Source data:
= = = = = = =

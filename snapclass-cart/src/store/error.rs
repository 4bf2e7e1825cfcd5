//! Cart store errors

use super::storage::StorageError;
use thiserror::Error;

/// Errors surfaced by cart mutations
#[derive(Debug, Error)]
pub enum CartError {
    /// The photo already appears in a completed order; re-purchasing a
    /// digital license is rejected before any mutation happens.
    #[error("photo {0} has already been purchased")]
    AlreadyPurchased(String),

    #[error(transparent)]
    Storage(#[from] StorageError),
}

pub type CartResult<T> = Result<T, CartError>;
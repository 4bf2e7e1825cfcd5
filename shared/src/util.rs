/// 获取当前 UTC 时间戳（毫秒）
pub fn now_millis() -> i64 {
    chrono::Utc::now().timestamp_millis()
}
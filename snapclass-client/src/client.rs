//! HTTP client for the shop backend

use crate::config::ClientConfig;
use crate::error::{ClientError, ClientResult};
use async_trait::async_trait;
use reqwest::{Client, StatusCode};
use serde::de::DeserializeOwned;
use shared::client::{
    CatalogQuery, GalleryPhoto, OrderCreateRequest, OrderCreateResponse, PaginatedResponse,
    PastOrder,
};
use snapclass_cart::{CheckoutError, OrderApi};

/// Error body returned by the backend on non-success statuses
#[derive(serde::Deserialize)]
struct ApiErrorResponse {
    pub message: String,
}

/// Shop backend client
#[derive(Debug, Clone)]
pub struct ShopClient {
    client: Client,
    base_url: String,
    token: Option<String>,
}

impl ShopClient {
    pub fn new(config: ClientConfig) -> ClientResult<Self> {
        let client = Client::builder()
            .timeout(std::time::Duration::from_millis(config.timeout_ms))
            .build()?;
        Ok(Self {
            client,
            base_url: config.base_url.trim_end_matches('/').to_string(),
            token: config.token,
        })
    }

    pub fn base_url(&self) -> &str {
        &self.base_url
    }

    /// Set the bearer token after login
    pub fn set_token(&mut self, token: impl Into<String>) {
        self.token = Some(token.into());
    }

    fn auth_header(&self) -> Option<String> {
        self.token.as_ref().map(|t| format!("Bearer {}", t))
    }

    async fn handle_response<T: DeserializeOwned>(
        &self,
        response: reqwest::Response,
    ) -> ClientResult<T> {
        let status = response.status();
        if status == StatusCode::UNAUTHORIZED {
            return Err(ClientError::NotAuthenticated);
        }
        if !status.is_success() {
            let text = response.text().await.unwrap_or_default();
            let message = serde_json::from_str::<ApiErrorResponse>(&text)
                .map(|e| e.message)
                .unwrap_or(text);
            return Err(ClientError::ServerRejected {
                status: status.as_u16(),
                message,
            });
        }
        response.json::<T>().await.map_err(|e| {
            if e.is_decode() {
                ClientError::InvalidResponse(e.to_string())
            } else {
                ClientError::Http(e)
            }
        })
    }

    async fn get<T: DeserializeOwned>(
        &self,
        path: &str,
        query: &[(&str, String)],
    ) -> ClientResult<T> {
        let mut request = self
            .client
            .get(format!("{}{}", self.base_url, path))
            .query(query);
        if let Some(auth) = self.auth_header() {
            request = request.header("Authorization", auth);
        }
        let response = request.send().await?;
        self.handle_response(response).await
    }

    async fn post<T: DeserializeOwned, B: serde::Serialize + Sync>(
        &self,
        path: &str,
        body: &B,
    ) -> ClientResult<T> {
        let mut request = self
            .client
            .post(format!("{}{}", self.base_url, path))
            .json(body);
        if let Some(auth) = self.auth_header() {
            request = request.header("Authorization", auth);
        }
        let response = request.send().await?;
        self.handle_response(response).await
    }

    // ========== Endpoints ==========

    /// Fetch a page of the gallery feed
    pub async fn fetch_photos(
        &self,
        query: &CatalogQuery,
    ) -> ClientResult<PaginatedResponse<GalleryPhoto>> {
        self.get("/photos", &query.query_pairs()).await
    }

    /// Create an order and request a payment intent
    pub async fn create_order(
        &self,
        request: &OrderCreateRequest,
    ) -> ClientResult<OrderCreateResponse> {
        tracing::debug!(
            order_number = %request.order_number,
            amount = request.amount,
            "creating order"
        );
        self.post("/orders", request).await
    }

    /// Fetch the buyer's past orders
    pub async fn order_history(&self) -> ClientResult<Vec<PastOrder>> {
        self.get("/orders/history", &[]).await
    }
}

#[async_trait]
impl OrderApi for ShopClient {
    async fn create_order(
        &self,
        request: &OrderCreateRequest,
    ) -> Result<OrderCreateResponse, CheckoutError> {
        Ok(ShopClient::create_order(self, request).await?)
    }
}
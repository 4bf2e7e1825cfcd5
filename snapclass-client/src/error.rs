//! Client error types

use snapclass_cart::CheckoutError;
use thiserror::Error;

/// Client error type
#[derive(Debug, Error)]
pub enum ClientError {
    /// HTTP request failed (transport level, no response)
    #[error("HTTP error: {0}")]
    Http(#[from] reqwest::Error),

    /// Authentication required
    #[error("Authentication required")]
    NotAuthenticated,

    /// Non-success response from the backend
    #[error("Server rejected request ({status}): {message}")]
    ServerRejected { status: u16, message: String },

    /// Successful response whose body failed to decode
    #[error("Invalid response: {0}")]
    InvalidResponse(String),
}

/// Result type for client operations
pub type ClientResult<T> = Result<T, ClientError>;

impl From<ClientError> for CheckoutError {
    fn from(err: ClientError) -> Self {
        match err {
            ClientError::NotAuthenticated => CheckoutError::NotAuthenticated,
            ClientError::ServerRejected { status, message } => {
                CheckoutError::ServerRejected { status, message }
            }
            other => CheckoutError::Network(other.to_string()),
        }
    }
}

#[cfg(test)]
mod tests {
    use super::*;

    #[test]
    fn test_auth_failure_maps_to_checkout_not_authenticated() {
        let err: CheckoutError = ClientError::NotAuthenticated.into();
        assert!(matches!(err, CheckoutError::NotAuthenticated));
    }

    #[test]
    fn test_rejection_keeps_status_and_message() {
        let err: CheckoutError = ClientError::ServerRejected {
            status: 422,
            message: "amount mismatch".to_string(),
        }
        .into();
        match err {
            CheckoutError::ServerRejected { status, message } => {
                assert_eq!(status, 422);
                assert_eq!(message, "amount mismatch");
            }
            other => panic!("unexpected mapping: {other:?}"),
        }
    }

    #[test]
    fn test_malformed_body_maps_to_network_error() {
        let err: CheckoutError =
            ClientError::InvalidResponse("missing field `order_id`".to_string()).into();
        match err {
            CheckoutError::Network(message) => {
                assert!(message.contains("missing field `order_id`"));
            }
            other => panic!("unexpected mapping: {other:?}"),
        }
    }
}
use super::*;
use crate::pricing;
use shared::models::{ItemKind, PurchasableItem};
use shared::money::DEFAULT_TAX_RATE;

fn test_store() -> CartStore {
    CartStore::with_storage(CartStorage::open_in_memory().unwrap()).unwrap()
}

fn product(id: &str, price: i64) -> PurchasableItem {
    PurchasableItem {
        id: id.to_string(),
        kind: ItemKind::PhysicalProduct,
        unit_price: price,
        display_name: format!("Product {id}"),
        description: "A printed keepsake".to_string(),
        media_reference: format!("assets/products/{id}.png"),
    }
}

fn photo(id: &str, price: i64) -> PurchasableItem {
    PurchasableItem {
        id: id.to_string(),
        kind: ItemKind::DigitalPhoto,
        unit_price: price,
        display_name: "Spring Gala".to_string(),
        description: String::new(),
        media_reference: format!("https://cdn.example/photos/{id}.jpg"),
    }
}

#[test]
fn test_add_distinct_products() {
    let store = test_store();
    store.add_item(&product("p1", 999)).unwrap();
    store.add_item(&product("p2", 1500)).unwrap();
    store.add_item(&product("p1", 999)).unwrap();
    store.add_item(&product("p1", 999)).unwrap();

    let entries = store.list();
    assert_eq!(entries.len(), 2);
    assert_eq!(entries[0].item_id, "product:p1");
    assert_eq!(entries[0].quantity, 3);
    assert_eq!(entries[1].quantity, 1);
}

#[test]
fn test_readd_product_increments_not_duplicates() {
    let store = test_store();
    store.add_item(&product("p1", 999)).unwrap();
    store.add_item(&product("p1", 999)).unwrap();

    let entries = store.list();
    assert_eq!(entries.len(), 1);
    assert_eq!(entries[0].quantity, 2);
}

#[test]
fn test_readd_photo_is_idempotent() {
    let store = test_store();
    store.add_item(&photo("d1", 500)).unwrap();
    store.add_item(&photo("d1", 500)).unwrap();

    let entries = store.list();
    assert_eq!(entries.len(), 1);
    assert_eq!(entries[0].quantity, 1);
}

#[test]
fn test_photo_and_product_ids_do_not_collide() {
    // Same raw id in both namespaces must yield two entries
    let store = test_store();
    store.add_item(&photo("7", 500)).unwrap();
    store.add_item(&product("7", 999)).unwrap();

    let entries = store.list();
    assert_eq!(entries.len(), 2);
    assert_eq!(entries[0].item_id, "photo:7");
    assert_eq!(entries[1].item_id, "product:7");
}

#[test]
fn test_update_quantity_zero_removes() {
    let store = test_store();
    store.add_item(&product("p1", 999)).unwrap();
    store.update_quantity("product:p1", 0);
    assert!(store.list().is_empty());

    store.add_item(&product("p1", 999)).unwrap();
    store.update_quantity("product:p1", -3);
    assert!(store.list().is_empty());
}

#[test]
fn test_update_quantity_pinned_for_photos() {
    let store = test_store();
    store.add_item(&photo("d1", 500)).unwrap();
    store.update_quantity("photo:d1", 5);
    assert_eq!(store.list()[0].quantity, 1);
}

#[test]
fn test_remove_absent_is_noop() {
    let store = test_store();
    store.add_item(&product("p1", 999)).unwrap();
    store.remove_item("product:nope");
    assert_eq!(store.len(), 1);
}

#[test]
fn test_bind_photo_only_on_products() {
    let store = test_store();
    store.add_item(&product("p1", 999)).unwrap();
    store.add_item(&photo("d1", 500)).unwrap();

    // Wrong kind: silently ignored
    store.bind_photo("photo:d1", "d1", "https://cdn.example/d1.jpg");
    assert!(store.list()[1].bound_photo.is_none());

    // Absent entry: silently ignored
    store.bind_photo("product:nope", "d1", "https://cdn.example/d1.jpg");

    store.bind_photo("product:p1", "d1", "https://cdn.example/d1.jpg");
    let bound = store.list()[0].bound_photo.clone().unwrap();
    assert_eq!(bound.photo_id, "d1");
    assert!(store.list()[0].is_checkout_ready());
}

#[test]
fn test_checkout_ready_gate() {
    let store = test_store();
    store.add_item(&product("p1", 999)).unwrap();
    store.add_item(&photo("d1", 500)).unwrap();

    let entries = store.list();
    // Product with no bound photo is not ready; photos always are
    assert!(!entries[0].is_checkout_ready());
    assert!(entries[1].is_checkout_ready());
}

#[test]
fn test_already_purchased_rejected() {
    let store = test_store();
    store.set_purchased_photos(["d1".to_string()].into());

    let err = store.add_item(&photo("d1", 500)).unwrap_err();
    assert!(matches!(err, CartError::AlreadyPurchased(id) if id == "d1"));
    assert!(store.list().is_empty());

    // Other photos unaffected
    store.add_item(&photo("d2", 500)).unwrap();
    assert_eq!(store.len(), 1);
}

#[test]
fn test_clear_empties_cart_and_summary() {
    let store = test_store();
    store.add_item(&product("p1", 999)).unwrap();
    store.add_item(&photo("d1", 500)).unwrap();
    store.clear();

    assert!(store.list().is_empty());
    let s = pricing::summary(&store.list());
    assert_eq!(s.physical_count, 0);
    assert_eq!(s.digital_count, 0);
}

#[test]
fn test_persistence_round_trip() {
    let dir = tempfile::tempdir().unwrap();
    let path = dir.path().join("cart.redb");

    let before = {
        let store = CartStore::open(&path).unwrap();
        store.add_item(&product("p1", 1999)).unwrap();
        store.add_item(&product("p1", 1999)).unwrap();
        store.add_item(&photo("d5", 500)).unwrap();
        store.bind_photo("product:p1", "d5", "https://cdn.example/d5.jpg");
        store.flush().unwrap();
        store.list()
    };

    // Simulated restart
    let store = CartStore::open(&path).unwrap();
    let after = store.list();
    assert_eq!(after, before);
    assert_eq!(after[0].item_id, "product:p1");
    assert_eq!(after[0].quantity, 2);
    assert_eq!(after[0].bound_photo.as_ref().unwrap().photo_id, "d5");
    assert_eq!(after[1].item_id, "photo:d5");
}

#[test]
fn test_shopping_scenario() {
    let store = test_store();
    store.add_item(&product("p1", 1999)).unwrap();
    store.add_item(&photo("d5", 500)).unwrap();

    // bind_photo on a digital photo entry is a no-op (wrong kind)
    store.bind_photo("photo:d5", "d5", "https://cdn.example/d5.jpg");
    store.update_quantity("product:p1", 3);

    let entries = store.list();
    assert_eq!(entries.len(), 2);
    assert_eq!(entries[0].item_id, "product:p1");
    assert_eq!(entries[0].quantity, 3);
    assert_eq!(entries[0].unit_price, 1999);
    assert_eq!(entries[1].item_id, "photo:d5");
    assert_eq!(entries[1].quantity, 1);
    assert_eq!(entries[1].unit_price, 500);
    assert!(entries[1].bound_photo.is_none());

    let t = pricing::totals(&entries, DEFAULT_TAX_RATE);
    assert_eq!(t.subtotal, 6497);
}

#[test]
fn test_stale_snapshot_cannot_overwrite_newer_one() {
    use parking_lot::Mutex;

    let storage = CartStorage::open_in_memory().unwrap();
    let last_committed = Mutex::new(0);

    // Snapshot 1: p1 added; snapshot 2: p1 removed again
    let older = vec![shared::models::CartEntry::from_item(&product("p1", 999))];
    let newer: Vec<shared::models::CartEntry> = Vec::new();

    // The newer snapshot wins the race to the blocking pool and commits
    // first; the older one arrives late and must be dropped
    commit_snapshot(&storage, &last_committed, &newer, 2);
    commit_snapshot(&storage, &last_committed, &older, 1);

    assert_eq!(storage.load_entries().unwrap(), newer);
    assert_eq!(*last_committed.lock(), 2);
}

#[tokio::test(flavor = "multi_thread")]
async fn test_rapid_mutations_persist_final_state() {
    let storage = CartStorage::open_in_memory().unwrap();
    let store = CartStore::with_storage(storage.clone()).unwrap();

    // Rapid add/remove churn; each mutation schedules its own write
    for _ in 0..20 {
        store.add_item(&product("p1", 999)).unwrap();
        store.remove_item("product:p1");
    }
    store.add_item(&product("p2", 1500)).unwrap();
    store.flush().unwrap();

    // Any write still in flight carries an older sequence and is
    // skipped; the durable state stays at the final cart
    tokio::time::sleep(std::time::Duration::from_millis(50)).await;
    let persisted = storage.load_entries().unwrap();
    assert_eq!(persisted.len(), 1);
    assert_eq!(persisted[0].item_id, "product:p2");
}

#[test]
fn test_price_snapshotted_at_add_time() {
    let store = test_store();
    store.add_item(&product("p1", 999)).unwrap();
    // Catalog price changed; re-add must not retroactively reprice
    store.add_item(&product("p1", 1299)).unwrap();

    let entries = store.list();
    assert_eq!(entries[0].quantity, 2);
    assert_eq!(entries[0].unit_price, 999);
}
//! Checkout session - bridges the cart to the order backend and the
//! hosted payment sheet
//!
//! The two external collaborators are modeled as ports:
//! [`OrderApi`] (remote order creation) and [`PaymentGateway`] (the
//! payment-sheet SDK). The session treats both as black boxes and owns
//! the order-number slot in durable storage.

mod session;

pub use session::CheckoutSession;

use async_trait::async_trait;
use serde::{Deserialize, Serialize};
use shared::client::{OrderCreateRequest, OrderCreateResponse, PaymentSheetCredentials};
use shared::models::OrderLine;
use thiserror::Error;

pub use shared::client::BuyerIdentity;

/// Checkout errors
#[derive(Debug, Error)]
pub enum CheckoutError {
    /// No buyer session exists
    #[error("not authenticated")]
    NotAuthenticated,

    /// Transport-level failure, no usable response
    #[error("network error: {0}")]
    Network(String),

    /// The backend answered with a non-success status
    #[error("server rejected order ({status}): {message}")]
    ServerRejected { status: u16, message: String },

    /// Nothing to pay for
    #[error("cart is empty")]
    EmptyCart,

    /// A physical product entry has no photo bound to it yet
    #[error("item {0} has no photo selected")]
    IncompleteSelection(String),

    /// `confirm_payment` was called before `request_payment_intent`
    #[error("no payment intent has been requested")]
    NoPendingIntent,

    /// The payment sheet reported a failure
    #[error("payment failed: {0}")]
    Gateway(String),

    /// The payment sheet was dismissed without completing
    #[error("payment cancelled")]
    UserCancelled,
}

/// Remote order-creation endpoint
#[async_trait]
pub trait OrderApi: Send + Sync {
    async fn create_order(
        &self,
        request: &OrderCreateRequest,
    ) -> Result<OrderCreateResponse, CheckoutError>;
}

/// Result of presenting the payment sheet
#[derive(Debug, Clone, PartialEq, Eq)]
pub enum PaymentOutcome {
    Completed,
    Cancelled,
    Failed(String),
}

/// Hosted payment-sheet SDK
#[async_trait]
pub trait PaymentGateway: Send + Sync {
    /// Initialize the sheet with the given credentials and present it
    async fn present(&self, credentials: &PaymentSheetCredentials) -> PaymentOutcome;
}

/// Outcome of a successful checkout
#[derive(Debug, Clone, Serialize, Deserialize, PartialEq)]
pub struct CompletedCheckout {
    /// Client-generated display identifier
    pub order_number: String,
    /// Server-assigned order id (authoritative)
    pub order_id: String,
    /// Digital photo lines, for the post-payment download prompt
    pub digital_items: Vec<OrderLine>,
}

= = = = = = =

| ASSIGNED TASK |
Using the records above, repeat exactly the lines from the first one through the line with "pub fn now_millis()".

| SOLUTION TO THIS TASK |
filename snapclass-cart/src/store/error.rs
repository 4bf2e7e1825cfcd5
//! Cart store errors

use super::storage::StorageError;
use thiserror::Error;

/// Errors surfaced by cart mutations
#[derive(Debug, Error)]
pub enum CartError {
    /// The photo already appears in a completed order; re-purchasing a
    /// digital license is rejected before any mutation happens.
    #[error("photo {0} has already been purchased")]
    AlreadyPurchased(String),

    #[error(transparent)]
    Storage(#[from] StorageError),
}

pub type CartResult<T> = Result<T, CartError>;
repository 4bf2e7e1825cfcd5
filename shared/src/util.rs
/// 获取当前 UTC 时间戳（毫秒）
pub fn now_millis() -> i64 {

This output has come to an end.